The name "Romanian" is derived from Latin "Romanus". Under regular phonetical changes that are typical to the Romanian languages, the name was transformed in "rumân" (ru'mɨn). An older form of "român" was still in use in some regions. Socio-linguistic evolutions in the late 18th century led to a gradual preponderance of the "român" spelling form, which was then generalized during the National awakening of Romania of early 19th century.

Until the 19th century, the term Romanian denoted the speakers of the Daco-Romanian dialect of the Romanian language, thus being a much more distinct concept than that of Romania, the country of the Romanians. Prior to 1867, the (Daco-)Romanians were part of different statal entities: with the Moldavians and the Wallachians being split off and having shaped separate political identities, possessing states of their own, and with the rest of Romanians being part of other states.

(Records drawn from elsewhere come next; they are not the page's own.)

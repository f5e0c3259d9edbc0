//! Keyboard navigation of the open suggestion list.

use serde::{Deserialize, Serialize};
use tracing::debug;

use super::trigger::SuggestionSession;

/// A key press, named the way DOM `KeyboardEvent.key` names them.
#[derive(Debug, Clone, Copy, PartialEq, Eq, Serialize, Deserialize)]
#[serde(from = "String", into = "String")]
pub enum Key {
    ArrowDown,
    ArrowUp,
    ArrowLeft,
    ArrowRight,
    Enter,
    Tab,
    Escape,
    Backspace,
    Char(char),
    Other,
}

impl Key {
    pub fn from_name(name: &str) -> Self {
        match name {
            "ArrowDown" => Key::ArrowDown,
            "ArrowUp" => Key::ArrowUp,
            "ArrowLeft" => Key::ArrowLeft,
            "ArrowRight" => Key::ArrowRight,
            "Enter" => Key::Enter,
            "Tab" => Key::Tab,
            "Escape" => Key::Escape,
            "Backspace" => Key::Backspace,
            _ => {
                let mut chars = name.chars();
                match (chars.next(), chars.next()) {
                    (Some(c), None) => Key::Char(c),
                    _ => Key::Other,
                }
            }
        }
    }

    pub fn name(&self) -> String {
        match self {
            Key::ArrowDown => "ArrowDown".into(),
            Key::ArrowUp => "ArrowUp".into(),
            Key::ArrowLeft => "ArrowLeft".into(),
            Key::ArrowRight => "ArrowRight".into(),
            Key::Enter => "Enter".into(),
            Key::Tab => "Tab".into(),
            Key::Escape => "Escape".into(),
            Key::Backspace => "Backspace".into(),
            Key::Char(c) => c.to_string(),
            Key::Other => "Unidentified".into(),
        }
    }
}

impl From<String> for Key {
    fn from(name: String) -> Self {
        Key::from_name(&name)
    }
}

impl From<Key> for String {
    fn from(key: Key) -> Self {
        key.name()
    }
}

/// Whether the editor consumed a key. `Ignored` means the host should apply
/// its default behavior.
#[derive(Debug, Clone, Copy, PartialEq, Eq)]
pub enum KeyOutcome {
    Handled,
    Ignored,
}

/// What a consumed navigation key asks the editor to do.
#[derive(Debug, Clone, Copy, PartialEq, Eq)]
pub enum NavAction {
    /// The highlighted item changed (or was already at the edge).
    Moved,
    /// Insert the item at this index.
    Accept(usize),
    /// Close the list and return focus to the document.
    Dismiss,
    /// Consumed with nothing to do.
    Nothing,
}

/// Intercepts navigation keys while a session is open.
#[derive(Debug, Clone, Default)]
pub struct NavigationController {
    attached: bool,
}

impl NavigationController {
    pub fn new() -> Self {
        Self::default()
    }

    pub fn is_attached(&self) -> bool {
        self.attached
    }

    /// Attach while the session is open, detach when it closes.
    pub fn sync(&mut self, is_open: bool) {
        if is_open != self.attached {
            debug!(attached = is_open, "navigation interception changed");
            self.attached = is_open;
        }
    }

    /// Handle `key` against `session`. Returns `None` when the key is not
    /// intercepted, in which case it must not be swallowed.
    pub fn handle(&mut self, session: &mut SuggestionSession, key: Key) -> Option<NavAction> {
        self.sync(session.is_open);
        if !self.attached {
            return None;
        }

        let action = match key {
            Key::ArrowDown => {
                session.selected_index = (session.selected_index + 1).min(session.last_index());
                NavAction::Moved
            }
            Key::ArrowUp => {
                session.selected_index = session.selected_index.saturating_sub(1);
                NavAction::Moved
            }
            Key::Enter | Key::Tab => {
                if session.selected_item().is_some() {
                    NavAction::Accept(session.selected_index)
                } else {
                    NavAction::Nothing
                }
            }
            Key::Escape => NavAction::Dismiss,
            _ => return None,
        };

        Some(action)
    }
}

#[cfg(test)]
mod tests {
    use super::*;
    use crate::types::SuggestionItem;

    fn open_session(count: usize) -> SuggestionSession {
        let mut session = SuggestionSession::closed();
        session.is_open = true;
        session.trigger_start = Some(0);
        session.filtered_items = (0..count as i64)
            .map(|i| SuggestionItem::new(i, format!("item{i}"), format!("item{i}")))
            .collect();
        session
    }

    #[test]
    fn key_names_round_trip() {
        assert_eq!(Key::from_name("ArrowDown"), Key::ArrowDown);
        assert_eq!(Key::from_name("*"), Key::Char('*'));
        assert_eq!(Key::from_name("Shift"), Key::Other);
        assert_eq!(Key::Char('x').name(), "x");
    }

    #[test]
    fn closed_session_intercepts_nothing() {
        let mut nav = NavigationController::new();
        let mut session = SuggestionSession::closed();
        assert_eq!(nav.handle(&mut session, Key::ArrowDown), None);
        assert_eq!(nav.handle(&mut session, Key::Enter), None);
        assert!(!nav.is_attached());
    }

    #[test]
    fn arrows_are_clamped() {
        let mut nav = NavigationController::new();
        let mut session = open_session(2);

        assert_eq!(nav.handle(&mut session, Key::ArrowUp), Some(NavAction::Moved));
        assert_eq!(session.selected_index, 0);
        nav.handle(&mut session, Key::ArrowDown);
        nav.handle(&mut session, Key::ArrowDown);
        nav.handle(&mut session, Key::ArrowDown);
        assert_eq!(session.selected_index, 1);
    }

    #[test]
    fn enter_and_tab_accept_selected() {
        let mut nav = NavigationController::new();
        let mut session = open_session(3);
        session.selected_index = 2;
        assert_eq!(nav.handle(&mut session, Key::Enter), Some(NavAction::Accept(2)));
        assert_eq!(nav.handle(&mut session, Key::Tab), Some(NavAction::Accept(2)));
    }

    #[test]
    fn empty_list_swallows_enter() {
        let mut nav = NavigationController::new();
        let mut session = open_session(0);
        assert_eq!(nav.handle(&mut session, Key::Enter), Some(NavAction::Nothing));
        assert_eq!(nav.handle(&mut session, Key::ArrowDown), Some(NavAction::Moved));
        assert_eq!(session.selected_index, 0);
    }

    #[test]
    fn escape_dismisses_and_other_keys_pass() {
        let mut nav = NavigationController::new();
        let mut session = open_session(1);
        assert_eq!(nav.handle(&mut session, Key::Escape), Some(NavAction::Dismiss));
        assert_eq!(nav.handle(&mut session, Key::Char('a')), None);
        assert_eq!(nav.handle(&mut session, Key::ArrowLeft), None);
    }
}
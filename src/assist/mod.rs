//! Editing assistance built on top of a [`Document`](crate::document::Document).
//!
//! This module provides:
//! - Trigger detection and the suggestion session
//! - Suggestion filtering and insertion
//! - Keyboard navigation of the suggestion list
//! - Template highlighting and `*bold*` shortcuts
//! - The debounce pipeline that schedules derived work

mod filter;
mod highlight;
mod insert;
mod keys;
mod markdown;
mod schedule;
mod trigger;

pub use filter::filter_suggestions;
pub use highlight::{template_spans, Highlighter};
pub use insert::{insert_suggestion, Insertion};
pub use keys::{Key, KeyOutcome, NavAction, NavigationController};
pub use markdown::{shortcut_regions, MarkdownShortcuts};
pub use schedule::{Pipeline, Step};
pub use trigger::{detect, Detection, SuggestionSession, TriggerDetector};
//! Trigger detection and suggestion session state.
//!
//! On every relevant document event the detector looks at the text before the
//! caret and decides whether a session opens, stays open with a new query, or
//! closes. The decision is a pure function of text and selection, so running it
//! twice on the same document yields the same session.

use tracing::debug;

use super::filter::filter_suggestions;
use crate::document::{Bounds, CharOffsets, Document, Selection};
use crate::types::SuggestionItem;

/// Live state of a suggestion interaction.
#[derive(Debug, Clone, Default, PartialEq)]
pub struct SuggestionSession {
    pub is_open: bool,
    /// Character offset of the trigger that opened the session.
    pub trigger_start: Option<usize>,
    /// Text typed between the trigger and the caret.
    pub query: String,
    pub filtered_items: Vec<SuggestionItem>,
    pub selected_index: usize,
    /// Caret bounds at `trigger_start`, for anchoring the list.
    pub anchor: Option<Bounds>,
    /// Trigger, query and index of the last session, kept across a close.
    memo: Option<(usize, String, usize)>,
}

impl SuggestionSession {
    pub fn closed() -> Self {
        Self::default()
    }

    pub fn selected_item(&self) -> Option<&SuggestionItem> {
        if !self.is_open {
            return None;
        }
        self.filtered_items.get(self.selected_index)
    }

    pub fn last_index(&self) -> usize {
        self.filtered_items.len().saturating_sub(1)
    }

    /// Close the session, remembering where it was.
    pub fn close(&mut self) {
        if let Some(start) = self.trigger_start.take() {
            self.memo = Some((start, self.query.clone(), self.selected_index));
            debug!(trigger_start = start, query = %self.query, "suggestion session closed");
        }
        self.is_open = false;
        self.anchor = None;
    }

    /// Selected index to use for a session at `trigger_start` with `query`:
    /// the remembered one if both match, otherwise 0.
    fn restored_index(&self, trigger_start: usize, query: &str, item_count: usize) -> usize {
        let remembered = if self.is_open {
            self.trigger_start
                .map(|start| (start, self.query.as_str(), self.selected_index))
        } else {
            self.memo
                .as_ref()
                .map(|(start, q, idx)| (*start, q.as_str(), *idx))
        };

        match remembered {
            Some((start, q, idx)) if start == trigger_start && q == query => {
                idx.min(item_count.saturating_sub(1))
            }
            _ => 0,
        }
    }
}

/// Outcome of scanning the text around the caret.
#[derive(Debug, Clone, PartialEq, Eq)]
pub enum Detection {
    /// No selection; leave the session as it is.
    Unchanged,
    Closed,
    Open { trigger_start: usize, query: String },
}

/// Decide the session state for `text` and `selection`.
///
/// Uses the rightmost trigger before the caret that is not followed by a
/// closing sequence before the caret.
pub fn detect(text: &str, selection: Option<Selection>, trigger: &str, closing: &str) -> Detection {
    let Some(selection) = selection else {
        return Detection::Unchanged;
    };
    if !selection.is_collapsed() {
        return Detection::Closed;
    }

    let offsets = CharOffsets::new(text);
    let cursor = selection.index;
    if cursor > offsets.char_len() {
        return Detection::Closed;
    }
    let before = &text[..offsets.to_byte(cursor)];

    // Trigger typed right before the caret.
    if before.ends_with(trigger) {
        let start = before.len() - trigger.len();
        return Detection::Open {
            trigger_start: offsets.to_char(start),
            query: String::new(),
        };
    }

    // Caret inside an unclosed template. A closing that starts before the
    // caret ends it, even if it finishes after the caret.
    if let Some(start) = before.rfind(trigger) {
        let query_start = start + trigger.len();
        let closed = text[query_start..]
            .find(closing)
            .is_some_and(|at| query_start + at < before.len());
        if !closed {
            return Detection::Open {
                trigger_start: offsets.to_char(start),
                query: before[query_start..].to_string(),
            };
        }
    }

    Detection::Closed
}

/// Applies detections to a session.
#[derive(Debug, Clone)]
pub struct TriggerDetector {
    trigger: String,
    closing: String,
}

impl TriggerDetector {
    pub fn new(trigger: &str, closing: &str) -> Self {
        Self {
            trigger: trigger.to_string(),
            closing: closing.to_string(),
        }
    }

    /// Re-run detection against the document and update `session` in place.
    pub fn update<D: Document + ?Sized>(
        &self,
        session: &mut SuggestionSession,
        doc: &D,
        items: &[SuggestionItem],
    ) {
        let detection = detect(&doc.text(), doc.selection(), &self.trigger, &self.closing);

        match detection {
            Detection::Unchanged => {}
            Detection::Closed => session.close(),
            Detection::Open {
                trigger_start,
                query,
            } => {
                let filtered_items = filter_suggestions(items, &query);
                let selected_index =
                    session.restored_index(trigger_start, &query, filtered_items.len());

                if !session.is_open || session.trigger_start != Some(trigger_start) {
                    debug!(trigger_start, query = %query, "suggestion session opened");
                }

                session.is_open = true;
                session.trigger_start = Some(trigger_start);
                session.query = query;
                session.filtered_items = filtered_items;
                session.selected_index = selected_index;
                session.anchor = doc.bounds(trigger_start);
            }
        }
    }

    /// Re-check an open session after an edit the user did not make.
    ///
    /// Closes the session when its trigger is gone or moved, and refreshes the
    /// query when it is still anchored. Never opens a session.
    pub fn revalidate<D: Document + ?Sized>(
        &self,
        session: &mut SuggestionSession,
        doc: &D,
        items: &[SuggestionItem],
    ) {
        let Some(start) = session.trigger_start.filter(|_| session.is_open) else {
            return;
        };

        let text = doc.text();
        let offsets = CharOffsets::new(&text);
        let anchored =
            start <= offsets.char_len() && text[offsets.to_byte(start)..].starts_with(&self.trigger);
        if !anchored {
            debug!(trigger_start = start, "trigger removed under open session");
            session.close();
            return;
        }

        match detect(&text, doc.selection(), &self.trigger, &self.closing) {
            Detection::Unchanged => {}
            Detection::Open { trigger_start, .. } if trigger_start == start => {
                self.update(session, doc, items)
            }
            Detection::Open { .. } | Detection::Closed => session.close(),
        }
    }
}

However, they retained their Romanian cultural and ethnic identity.

Daco-Romanian

To distinguish Romanians from the other Romanic peoples of the Balkans (Aromanians, Megleno-Romanians, and Istro-Romanians), the term Daco-Romanian is sometimes used to refer to those who speak the standard Romanian language and live in the territory of ancient Dacia (today comprising mostly Romania and Moldova), although some Daco-Romanians can be found in the eastern part of Central Serbia (which was part of ancient Moesia).

Etymology of the term Vlach

The name of "Vlachs" is an exonym that was used by Slavs to refer to all Romanized natives of the Balkans. It holds its origin from ancient Germanic - being a cognate to "Welsh" and "Walloon" -, and perhaps even further back in time, from the Roman name Volcae, which was originally a Celtic tribe. From the Slavs, it was passed on to other peoples, such as the Hungarians (Oláh) and Greeks (Vlachoi). (see: Etymology of Vlach). Wallachia, the Southern region of Romania, takes its name from the same source.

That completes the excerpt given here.